* ASSIGNMENT
Work through the data below and give the number of lines holding "decoder", nothing more.

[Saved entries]
▶
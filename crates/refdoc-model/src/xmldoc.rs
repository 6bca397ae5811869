//! XML documentation comment sidecar files.
//!
//! Compilers emit documentation comments into an XML file next to the
//! artifact:
//!
//! ```xml
//! <doc>
//!   <members>
//!     <member name="T:Shapes.Circle">
//!       <summary>A circle. See <see cref="T:Shapes.Shape"/>.</summary>
//!     </member>
//!   </members>
//! </doc>
//! ```
//!
//! Members are keyed by documentation IDs, computed here from the model with
//! [`type_id`], [`method_id`] and friends.

use std::collections::HashMap;
use std::io::BufRead;

use quick_xml::events::{BytesStart, Event};
use quick_xml::reader::Reader;

use crate::entity::{Assembly, ConstructorDef, MethodDef, TypeDef};
use crate::reference::TypeReference;

/// Summaries keyed by documentation ID.
#[derive(Debug, Default)]
pub struct XmlDocs {
    summaries: HashMap<String, String>,
}

impl XmlDocs {
    /// Parse an XML documentation file.
    ///
    /// # Errors
    ///
    /// Returns an error if the content is not well-formed XML.
    pub fn parse(xml: &str) -> Result<Self, quick_xml::Error> {
        let mut reader = Reader::from_str(xml);
        reader.config_mut().trim_text(false);

        let mut summaries = HashMap::new();
        let mut buf = Vec::new();
        let mut member: Option<String> = None;

        loop {
            match reader.read_event_into(&mut buf)? {
                Event::Start(e) => match e.name().as_ref() {
                    b"member" => member = attribute(&e, b"name"),
                    b"summary" => {
                        let text = read_summary(&mut reader)?;
                        if let Some(id) = &member {
                            summaries.insert(id.clone(), text);
                        }
                    }
                    _ => {}
                },
                Event::End(e) if e.name().as_ref() == b"member" => member = None,
                Event::Eof => break,
                _ => {}
            }
            buf.clear();
        }

        Ok(Self { summaries })
    }

    /// Number of documented members.
    pub fn len(&self) -> usize {
        self.summaries.len()
    }

    /// True when the file documents nothing.
    pub fn is_empty(&self) -> bool {
        self.summaries.is_empty()
    }

    /// Summary for a documentation ID.
    pub fn summary(&self, id: &str) -> Option<&str> {
        self.summaries.get(id).map(String::as_str)
    }

    /// Fill in missing summaries of every type and member in `assembly`.
    ///
    /// Summaries already present in the artifact are kept.
    pub fn apply(&self, assembly: &mut Assembly) {
        for ty in &mut assembly.types {
            let tid = type_id(ty);
            fill(&mut ty.summary, self.summary(&format!("T:{tid}")));

            for ctor in &mut ty.constructors {
                let id = constructor_id(&tid, &ty.generic_parameters, ctor);
                fill(&mut ctor.summary, self.summary(&id));
            }
            for property in &mut ty.properties {
                let id = format!("P:{tid}.{}", property.name);
                fill(&mut property.summary, self.summary(&id));
            }
            for method in &mut ty.methods {
                let id = method_id(&tid, &ty.generic_parameters, method);
                fill(&mut method.summary, self.summary(&id));
            }
            for value in &mut ty.enum_values {
                let id = format!("F:{tid}.{}", value.name);
                fill(&mut value.summary, self.summary(&id));
            }
        }
    }
}

fn fill(slot: &mut Option<String>, summary: Option<&str>) {
    if slot.as_deref().is_none_or(|s| s.trim().is_empty())
        && let Some(summary) = summary
    {
        *slot = Some(summary.to_owned());
    }
}

/// Documentation ID body of a type (without the `T:` prefix).
///
/// Nested types use `.` in documentation IDs.
pub fn type_id(ty: &TypeDef) -> String {
    ty.full_name().replace('+', ".")
}

/// Documentation ID of a method.
pub fn method_id(type_id: &str, type_parameters: &[String], method: &MethodDef) -> String {
    let mut id = format!("M:{type_id}.{}", method.name);
    if !method.generic_parameters.is_empty() {
        id.push_str(&format!("``{}", method.generic_parameters.len()));
    }
    let scope = Scope {
        type_parameters,
        method_parameters: &method.generic_parameters,
    };
    push_parameters(&mut id, &scope, method.parameters.iter().map(|p| &p.parameter_type));
    id
}

/// Documentation ID of a constructor.
pub fn constructor_id(type_id: &str, type_parameters: &[String], ctor: &ConstructorDef) -> String {
    let mut id = format!("M:{type_id}.#ctor");
    let scope = Scope {
        type_parameters,
        method_parameters: &[],
    };
    push_parameters(&mut id, &scope, ctor.parameters.iter().map(|p| &p.parameter_type));
    id
}

/// Generic parameters in scope of a signature.
struct Scope<'a> {
    type_parameters: &'a [String],
    method_parameters: &'a [String],
}

fn push_parameters<'r>(
    id: &mut String,
    scope: &Scope<'_>,
    parameters: impl ExactSizeIterator<Item = &'r TypeReference>,
) {
    if parameters.len() == 0 {
        return;
    }
    let encoded: Vec<String> = parameters.map(|p| encode_type(p, scope)).collect();
    id.push('(');
    id.push_str(&encoded.join(","));
    id.push(')');
}

/// Encode a parameter type the way documentation IDs spell it.
fn encode_type(reference: &TypeReference, scope: &Scope<'_>) -> String {
    match reference {
        TypeReference::Named(name) => name.replace('+', "."),
        TypeReference::GenericParameter(name) => {
            if let Some(index) = scope.method_parameters.iter().position(|p| p == name) {
                format!("``{index}")
            } else if let Some(index) = scope.type_parameters.iter().position(|p| p == name) {
                format!("`{index}")
            } else {
                name.clone()
            }
        }
        TypeReference::Array(element) => format!("{}[]", encode_type(element, scope)),
        TypeReference::ByRef(element) => format!("{}@", encode_type(element, scope)),
        TypeReference::Pointer(element) => format!("{}*", encode_type(element, scope)),
        TypeReference::GenericInstance { definition, arguments } => {
            let definition = definition.split('`').next().unwrap_or(definition);
            let arguments: Vec<String> = arguments.iter().map(|a| encode_type(a, scope)).collect();
            format!("{}{{{}}}", definition.replace('+', "."), arguments.join(","))
        }
    }
}

fn attribute(e: &BytesStart, name: &[u8]) -> Option<String> {
    e.attributes()
        .flatten()
        .find(|attr| attr.key.as_ref() == name)
        .map(|attr| {
            attr.unescape_value().map_or_else(
                |_| String::from_utf8_lossy(&attr.value).into_owned(),
                std::borrow::Cow::into_owned,
            )
        })
}

/// Read the content of a `<summary>` element as plain text.
///
/// Cross-reference elements are replaced by the referenced name and
/// whitespace runs collapse into single spaces.
fn read_summary<R: BufRead>(reader: &mut Reader<R>) -> Result<String, quick_xml::Error> {
    let mut buf = Vec::new();
    let mut text = String::new();
    let mut depth = 0usize;

    loop {
        match reader.read_event_into(&mut buf)? {
            Event::Start(e) => {
                depth += 1;
                // A `<see>` with content displays its content instead of the cref.
                if !matches!(e.name().as_ref(), b"see" | b"seealso") {
                    text.push(' ');
                }
            }
            Event::Empty(e) => {
                if let Some(word) = inline_reference(&e) {
                    text.push_str(&word);
                }
            }
            Event::Text(e) => text.push_str(&reader.decoder().decode(&e)?),
            Event::GeneralRef(e) => {
                let entity = reader.decoder().decode(&e)?;
                text.push_str(&decode_entity(&entity));
            }
            Event::CData(e) => text.push_str(&String::from_utf8_lossy(&e)),
            Event::End(_) => {
                if depth == 0 {
                    break;
                }
                depth -= 1;
            }
            Event::Eof => break,
            _ => {}
        }
        buf.clear();
    }

    Ok(collapse_whitespace(&text))
}

/// Text standing in for an empty inline element such as `<see cref="..."/>`.
fn inline_reference(e: &BytesStart) -> Option<String> {
    match e.name().as_ref() {
        b"see" | b"seealso" => attribute(e, b"cref")
            .map(|cref| cref_name(&cref).to_owned())
            .or_else(|| attribute(e, b"langword")),
        b"paramref" | b"typeparamref" => attribute(e, b"name"),
        b"para" | b"br" => Some(" ".to_owned()),
        _ => None,
    }
}

/// Last name segment of a cref: `M:Shapes.Circle.Area(System.Double)` is `Area`.
fn cref_name(cref: &str) -> &str {
    let body = cref.split_once(':').map_or(cref, |(_, rest)| rest);
    let body = body.split('(').next().unwrap_or(body);
    let body = body.split('`').next().unwrap_or(body);
    body.rsplit('.').next().unwrap_or(body)
}

fn decode_entity(entity: &str) -> String {
    match entity {
        "lt" => "<".to_owned(),
        "gt" => ">".to_owned(),
        "amp" => "&".to_owned(),
        "apos" => "'".to_owned(),
        "quot" => "\"".to_owned(),
        s if s.starts_with('#') => {
            let code = if s.starts_with("#x") || s.starts_with("#X") {
                u32::from_str_radix(&s[2..], 16).ok()
            } else {
                s[1..].parse::<u32>().ok()
            };
            code.and_then(char::from_u32)
                .map_or_else(|| format!("&{entity};"), |c| c.to_string())
        }
        _ => format!("&{entity};"),
    }
}

fn collapse_whitespace(text: &str) -> String {
    text.split_whitespace().collect::<Vec<_>>().join(" ")
}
◀
* WRITTEN SOLUTION
2